I can attest only to the path to victory I have found. Victory to finding my voice again. Victory over “not being good enough.” Victory over all kinds of internal things and mental health issues that I have leaned into to try to understand, to grow through, to overcome. Guiding me through it all have been various human helpers along the way, but always, never leaving my side has been the truth of God’s Word, and the presence of His Holy Spirit, growing me beyond myself.

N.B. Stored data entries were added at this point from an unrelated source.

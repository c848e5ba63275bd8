//! Payment gateway configuration

use secrecy::{ExposeSecret, SecretString};
use serde::Deserialize;
use std::time::Duration;

use super::error::ValidationError;
use super::server::Environment;

/// Payment configuration (Stripe).
///
/// Without an API key the binary runs against the mock gateway.
#[derive(Debug, Clone, Deserialize)]
pub struct PaymentConfig {
    /// Stripe secret key
    pub stripe_api_key: Option<SecretString>,

    /// ISO currency code every fee is charged in
    #[serde(default = "default_currency")]
    pub currency: String,

    /// Stripe API base URL
    #[serde(default = "default_api_base_url")]
    pub api_base_url: String,

    /// Per-request HTTP timeout in seconds
    #[serde(default = "default_request_timeout")]
    pub request_timeout_secs: u64,
}

impl PaymentConfig {
    pub fn is_configured(&self) -> bool {
        self.stripe_api_key.is_some()
    }

    /// Check if using Stripe test mode
    pub fn is_test_mode(&self) -> bool {
        self.key_has_prefix("sk_test_")
    }

    /// Check if using Stripe live mode
    pub fn is_live_mode(&self) -> bool {
        self.key_has_prefix("sk_live_")
    }

    pub fn request_timeout(&self) -> Duration {
        Duration::from_secs(self.request_timeout_secs)
    }

    fn key_has_prefix(&self, prefix: &str) -> bool {
        self.stripe_api_key
            .as_ref()
            .map(|key| key.expose_secret().starts_with(prefix))
            .unwrap_or(false)
    }

    /// Validate payment configuration
    pub fn validate(&self, environment: &Environment) -> Result<(), ValidationError> {
        if self.currency.len() != 3 || !self.currency.chars().all(|c| c.is_ascii_alphabetic()) {
            return Err(ValidationError::InvalidCurrency);
        }
        if !self.api_base_url.starts_with("https://") && !self.api_base_url.starts_with("http://")
        {
            return Err(ValidationError::InvalidGatewayUrl);
        }
        if self.request_timeout_secs == 0 || self.request_timeout_secs > 120 {
            return Err(ValidationError::InvalidTimeout("payment.request_timeout_secs"));
        }

        if let Some(key) = &self.stripe_api_key {
            if !key.expose_secret().starts_with("sk_") {
                return Err(ValidationError::InvalidStripeKey);
            }
            if self.is_live_mode() && *environment != Environment::Production {
                return Err(ValidationError::LiveKeyOutsideProduction);
            }
        }

        Ok(())
    }
}

impl Default for PaymentConfig {
    fn default() -> Self {
        Self {
            stripe_api_key: None,
            currency: default_currency(),
            api_base_url: default_api_base_url(),
            request_timeout_secs: default_request_timeout(),
        }
    }
}

fn default_currency() -> String {
    "usd".to_string()
}

fn default_api_base_url() -> String {
    "https://api.stripe.com".to_string()
}

fn default_request_timeout() -> u64 {
    10
}
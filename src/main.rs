//! Server entry-point: loads configuration, wires adapters and serves the
//! enrollment API.
//!
//! Items come from an in-memory catalog seeded with demo data, and intent
//! reuse is tracked in memory. Club and event management live outside this
//! crate, so the binary refuses to start in production until a real
//! `ItemCatalog` is wired in.

use std::sync::Arc;

use axum::http::HeaderValue;
use axum::Router;
use sqlx::postgres::PgPoolOptions;
use tower_http::cors::{Any, CorsLayer};
use tower_http::timeout::TimeoutLayer;
use tower_http::trace::TraceLayer;
use tracing::{info, warn};
use tracing_subscriber::{fmt, EnvFilter};

use club_enrollment::adapters::events::InMemoryEventBus;
use club_enrollment::adapters::gateway::{
    MockPaymentGateway, StripeGatewayConfig, StripePaymentGateway,
};
use club_enrollment::adapters::http::enrollment::SessionRegistry;
use club_enrollment::adapters::http::{enrollment_router, EnrollmentAppState};
use club_enrollment::adapters::memory::{
    InMemoryEnrollmentCache, InMemoryEnrollmentStore, InMemoryIntentRegistry,
    InMemoryItemCatalog, InMemoryReconciliationLog,
};
use club_enrollment::adapters::postgres::{PostgresEnrollmentStore, PostgresReconciliationLog};
use club_enrollment::application::handlers::enrollment::{
    CacheInvalidationHandler, ConfirmationHandler, EnrollmentCommitter, EnrollmentOrchestrator,
    IntentServiceClient, NotificationHook,
};
use club_enrollment::config::{AppConfig, DatabaseConfig, PaymentConfig, ServerConfig};
use club_enrollment::domain::enrollment::EnrollableItem;
use club_enrollment::domain::foundation::{ItemId, Money};
use club_enrollment::ports::{EnrollmentStore, EventSubscriber, PaymentGateway, ReconciliationLog};

type BoxError = Box<dyn std::error::Error + Send + Sync>;

#[tokio::main]
async fn main() -> Result<(), BoxError> {
    let config = AppConfig::load()?;
    init_tracing(&config.server);
    config.validate()?;
    ensure_demo_wiring(&config)?;

    let bus = Arc::new(InMemoryEventBus::new());
    bus.subscribe_all(
        &CacheInvalidationHandler::EVENT_TYPES,
        Arc::new(CacheInvalidationHandler::new(Arc::new(
            InMemoryEnrollmentCache::new(),
        ))),
    );

    let (store, reconciliation) = storage(&config.database).await?;
    let gateway = gateway(&config.payment)?;
    let catalog = InMemoryItemCatalog::new();
    seed_demo_items(&catalog).await?;

    let enrollment = &config.enrollment;
    let orchestrator = Arc::new(EnrollmentOrchestrator::new(
        Arc::new(catalog),
        IntentServiceClient::new(
            gateway.clone(),
            Arc::new(InMemoryIntentRegistry::new()),
            config.payment.currency.clone(),
            enrollment.gateway_timeout(),
        ),
        ConfirmationHandler::new(gateway, enrollment.gateway_timeout()).with_processing_poll(
            enrollment.processing_poll(),
            enrollment.processing_poll_attempts,
        ),
        EnrollmentCommitter::new(store, reconciliation, enrollment.commit_timeout()),
        NotificationHook::new(bus),
        enrollment.orchestrator_config(),
    ));

    let state = EnrollmentAppState::with_registry(
        orchestrator,
        SessionRegistry::with_claim_timeout(enrollment.stream_claim_timeout()),
    );
    let app = build_app(&config.server, state);

    let addr = config.server.socket_addr()?;
    let listener = tokio::net::TcpListener::bind(addr).await?;
    info!(%addr, environment = ?config.server.environment, "Enrollment server listening");

    axum::serve(listener, app)
        .with_graceful_shutdown(shutdown_signal())
        .await?;

    Ok(())
}

/// The in-memory catalog and intent registry are only fit for demo data.
fn ensure_demo_wiring(config: &AppConfig) -> Result<(), BoxError> {
    if config.is_production() {
        return Err(
            "no production item catalog is wired in; this binary serves demo data only".into(),
        );
    }
    Ok(())
}

fn init_tracing(server: &ServerConfig) {
    let filter = EnvFilter::try_from_default_env()
        .unwrap_or_else(|_| EnvFilter::new(server.log_level.as_str()));

    let result = if server.json_logs {
        fmt().with_env_filter(filter).json().try_init()
    } else {
        fmt().with_env_filter(filter).try_init()
    };

    if let Err(e) = result {
        warn!(error = %e, "tracing init failed");
    }
}

async fn storage(
    database: &DatabaseConfig,
) -> Result<(Arc<dyn EnrollmentStore>, Arc<dyn ReconciliationLog>), BoxError> {
    if !database.is_configured() {
        warn!("No database configured, enrollments are kept in memory");
        return Ok((
            Arc::new(InMemoryEnrollmentStore::new()),
            Arc::new(InMemoryReconciliationLog::new()),
        ));
    }

    let pool = PgPoolOptions::new()
        .max_connections(database.max_connections)
        .acquire_timeout(database.acquire_timeout())
        .connect(&database.url)
        .await?;

    if database.run_migrations {
        sqlx::migrate!("./migrations").run(&pool).await?;
        info!("Database migrations applied");
    }

    Ok((
        Arc::new(PostgresEnrollmentStore::new(pool.clone())),
        Arc::new(PostgresReconciliationLog::new(pool)),
    ))
}

fn gateway(payment: &PaymentConfig) -> Result<Arc<dyn PaymentGateway>, BoxError> {
    match &payment.stripe_api_key {
        Some(key) => {
            let config = StripeGatewayConfig::new(key.clone())
                .with_base_url(payment.api_base_url.clone())
                .with_request_timeout(payment.request_timeout());
            info!(test_mode = payment.is_test_mode(), "Using Stripe payment gateway");
            Ok(Arc::new(StripePaymentGateway::new(config)?))
        }
        None => {
            warn!("No Stripe key configured, payments go to the mock gateway");
            Ok(Arc::new(MockPaymentGateway::new()))
        }
    }
}

async fn seed_demo_items(catalog: &InMemoryItemCatalog) -> Result<(), BoxError> {
    let club = EnrollableItem::club(ItemId::new(), "Chess Club", Money::ZERO);
    let event = EnrollableItem::event(
        ItemId::new(),
        club.id,
        "Spring Tournament",
        Money::from_cents(1000)?,
        Some(20),
    )?;

    info!(club_id = %club.id, event_id = %event.id, "Seeded demo club and event");
    catalog.insert(club).await;
    catalog.insert(event).await;
    Ok(())
}

fn build_app(server: &ServerConfig, state: EnrollmentAppState) -> Router {
    let origin = server
        .checkout_origin
        .as_deref()
        .and_then(|origin| origin.parse::<HeaderValue>().ok());
    let cors = match origin {
        Some(origin) => CorsLayer::new().allow_origin(origin),
        None => CorsLayer::new().allow_origin(Any),
    }
    .allow_methods(Any)
    .allow_headers(Any);

    // The timeout bounds time-to-headers; SSE bodies keep streaming past it.
    enrollment_router()
        .with_state(state)
        .layer(TimeoutLayer::new(server.request_timeout()))
        .layer(cors)
        .layer(TraceLayer::new_for_http())
}

async fn shutdown_signal() {
    if let Err(e) = tokio::signal::ctrl_c().await {
        warn!(error = %e, "failed to listen for shutdown signal");
    }
    info!("Shutting down");
}
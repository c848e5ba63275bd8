//! EventPublisher port - Interface for publishing domain events.
//!
//! Enrollment events are published after the commit boundary; a publish
//! failure never rolls back an enrollment.

use async_trait::async_trait;

use crate::domain::foundation::{DomainError, EventEnvelope};

/// Port for publishing domain events.
///
/// Delivery is at-least-once; handlers may see duplicates.
///
/// ```ignore
/// let envelope = committed.to_envelope()?.with_correlation_id(key.as_str());
/// publisher.publish(envelope).await?;
/// ```
#[async_trait]
pub trait EventPublisher: Send + Sync {
    /// Publish a single event.
    async fn publish(&self, event: EventEnvelope) -> Result<(), DomainError>;

    /// Publish several events in order, stopping at the first failure.
    async fn publish_all(&self, events: Vec<EventEnvelope>) -> Result<(), DomainError> {
        for event in events {
            self.publish(event).await?;
        }
        Ok(())
    }
}

#[cfg(test)]
mod tests {
    use super::*;

    #[allow(dead_code)]
    fn assert_object_safe(_: &dyn EventPublisher) {}
}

Becoming enslaved to God, rather than to sin, has been my doorway to freedom. In my case the longer I dwell coming to know God as a Person, the more peace and freedom I find. Love is His name, who He is. With tender care and mercy He has stood with me, or held me, as I have faced those ugly, fearful, shameful things, within and outside of me, that I have wrongly done myself, or have been made victim. No matter the cause, or where lies the blame, facing everything in truth and honesty has been my path to victory. Yes, I would choose to be enslaved to the God of Love, for only here do I find real freedom, forgiveness, healing, hope, and joy to live life in a world full of pain. My prayer is that God’s presence and comfort will be chosen by others who long to overcome those mountains and valleys of pain in their lives. I am here to testify. God is real, Jesus is life, and He is here reaching His scarred hands of Love towards each of us, and to you, too.
Blessings to all!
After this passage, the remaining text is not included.